Collected data
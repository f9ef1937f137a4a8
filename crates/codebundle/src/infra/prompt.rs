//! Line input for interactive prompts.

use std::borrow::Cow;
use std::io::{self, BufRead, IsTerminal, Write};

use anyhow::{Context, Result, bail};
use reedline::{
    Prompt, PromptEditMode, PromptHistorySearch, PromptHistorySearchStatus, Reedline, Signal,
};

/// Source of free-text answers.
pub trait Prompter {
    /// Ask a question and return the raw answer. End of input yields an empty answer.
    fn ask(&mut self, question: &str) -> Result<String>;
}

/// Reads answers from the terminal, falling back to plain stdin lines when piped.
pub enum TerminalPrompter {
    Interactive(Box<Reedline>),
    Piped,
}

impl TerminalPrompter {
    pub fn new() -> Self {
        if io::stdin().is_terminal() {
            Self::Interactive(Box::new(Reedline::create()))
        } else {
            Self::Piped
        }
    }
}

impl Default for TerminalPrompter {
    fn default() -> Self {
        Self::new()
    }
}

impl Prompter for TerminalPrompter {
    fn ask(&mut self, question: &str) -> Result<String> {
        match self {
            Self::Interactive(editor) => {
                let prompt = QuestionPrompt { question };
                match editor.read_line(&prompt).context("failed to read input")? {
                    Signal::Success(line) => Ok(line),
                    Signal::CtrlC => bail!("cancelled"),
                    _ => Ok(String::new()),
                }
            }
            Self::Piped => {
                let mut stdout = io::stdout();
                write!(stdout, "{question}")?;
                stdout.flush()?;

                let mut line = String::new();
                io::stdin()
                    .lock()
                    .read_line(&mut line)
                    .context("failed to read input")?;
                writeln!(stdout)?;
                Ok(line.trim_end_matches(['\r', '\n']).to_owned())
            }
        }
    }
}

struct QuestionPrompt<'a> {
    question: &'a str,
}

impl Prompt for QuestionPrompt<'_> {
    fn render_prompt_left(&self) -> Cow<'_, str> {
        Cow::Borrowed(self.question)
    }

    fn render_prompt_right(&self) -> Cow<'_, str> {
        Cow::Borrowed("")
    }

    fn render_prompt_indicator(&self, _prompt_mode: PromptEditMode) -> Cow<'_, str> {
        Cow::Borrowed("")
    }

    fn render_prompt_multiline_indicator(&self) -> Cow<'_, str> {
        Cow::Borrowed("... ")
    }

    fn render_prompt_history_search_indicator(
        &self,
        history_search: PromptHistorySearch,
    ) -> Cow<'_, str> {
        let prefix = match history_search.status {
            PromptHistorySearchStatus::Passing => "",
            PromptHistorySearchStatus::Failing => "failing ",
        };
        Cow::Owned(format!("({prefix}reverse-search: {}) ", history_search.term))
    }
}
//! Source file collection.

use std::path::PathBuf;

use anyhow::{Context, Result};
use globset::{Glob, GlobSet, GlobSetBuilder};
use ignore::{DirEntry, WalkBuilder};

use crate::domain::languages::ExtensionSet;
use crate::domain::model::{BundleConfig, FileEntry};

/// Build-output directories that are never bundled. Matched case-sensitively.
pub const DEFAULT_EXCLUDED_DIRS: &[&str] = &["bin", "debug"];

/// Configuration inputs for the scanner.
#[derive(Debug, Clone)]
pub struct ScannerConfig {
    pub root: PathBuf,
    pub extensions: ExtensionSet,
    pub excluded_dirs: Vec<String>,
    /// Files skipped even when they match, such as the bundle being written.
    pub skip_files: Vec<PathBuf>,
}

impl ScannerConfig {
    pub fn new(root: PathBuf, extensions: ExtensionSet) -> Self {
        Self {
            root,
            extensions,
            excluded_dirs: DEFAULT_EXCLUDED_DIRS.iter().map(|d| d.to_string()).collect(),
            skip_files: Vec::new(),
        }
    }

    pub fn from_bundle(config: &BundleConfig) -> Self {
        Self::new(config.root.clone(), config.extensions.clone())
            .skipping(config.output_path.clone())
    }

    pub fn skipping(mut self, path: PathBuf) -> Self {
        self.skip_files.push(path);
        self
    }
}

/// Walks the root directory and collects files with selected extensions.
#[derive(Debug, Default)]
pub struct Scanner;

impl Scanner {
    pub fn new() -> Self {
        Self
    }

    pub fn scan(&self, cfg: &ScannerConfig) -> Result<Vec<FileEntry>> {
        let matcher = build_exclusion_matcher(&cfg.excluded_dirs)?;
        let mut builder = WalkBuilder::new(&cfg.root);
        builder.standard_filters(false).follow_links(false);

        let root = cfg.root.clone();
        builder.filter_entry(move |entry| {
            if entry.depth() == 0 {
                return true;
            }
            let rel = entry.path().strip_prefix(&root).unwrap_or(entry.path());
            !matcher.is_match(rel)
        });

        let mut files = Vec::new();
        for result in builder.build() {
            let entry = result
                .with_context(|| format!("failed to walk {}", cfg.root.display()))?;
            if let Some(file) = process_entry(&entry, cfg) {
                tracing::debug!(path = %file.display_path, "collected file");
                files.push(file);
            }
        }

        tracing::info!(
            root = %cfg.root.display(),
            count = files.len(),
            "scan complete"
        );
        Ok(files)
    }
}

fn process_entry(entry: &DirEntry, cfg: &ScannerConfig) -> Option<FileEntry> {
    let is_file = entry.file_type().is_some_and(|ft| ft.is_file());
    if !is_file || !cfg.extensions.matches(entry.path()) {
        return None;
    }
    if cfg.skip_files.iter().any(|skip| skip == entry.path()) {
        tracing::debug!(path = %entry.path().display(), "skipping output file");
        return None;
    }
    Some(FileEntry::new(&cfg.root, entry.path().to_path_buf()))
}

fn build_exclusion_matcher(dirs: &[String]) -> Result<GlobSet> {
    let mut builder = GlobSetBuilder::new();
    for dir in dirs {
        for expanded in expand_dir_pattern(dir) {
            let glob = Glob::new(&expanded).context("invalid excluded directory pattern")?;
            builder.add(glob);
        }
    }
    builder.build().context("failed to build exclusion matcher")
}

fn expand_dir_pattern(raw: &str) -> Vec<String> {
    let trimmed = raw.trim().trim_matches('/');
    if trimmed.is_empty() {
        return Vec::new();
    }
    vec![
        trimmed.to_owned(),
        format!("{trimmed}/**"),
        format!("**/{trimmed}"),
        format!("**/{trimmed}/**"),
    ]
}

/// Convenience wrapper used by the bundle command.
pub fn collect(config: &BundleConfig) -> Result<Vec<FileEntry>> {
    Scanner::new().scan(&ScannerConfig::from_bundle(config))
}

WHAT THE EXERCISE ASKS:
Whenever the string "ScannerConfig" occurs in a line of the entries above, copy that line.

RESULT:
pub struct ScannerConfig {
impl ScannerConfig {
    pub fn scan(&self, cfg: &ScannerConfig) -> Result<Vec<FileEntry>> {
fn process_entry(entry: &DirEntry, cfg: &ScannerConfig) -> Option<FileEntry> {
    Scanner::new().scan(&ScannerConfig::from_bundle(config))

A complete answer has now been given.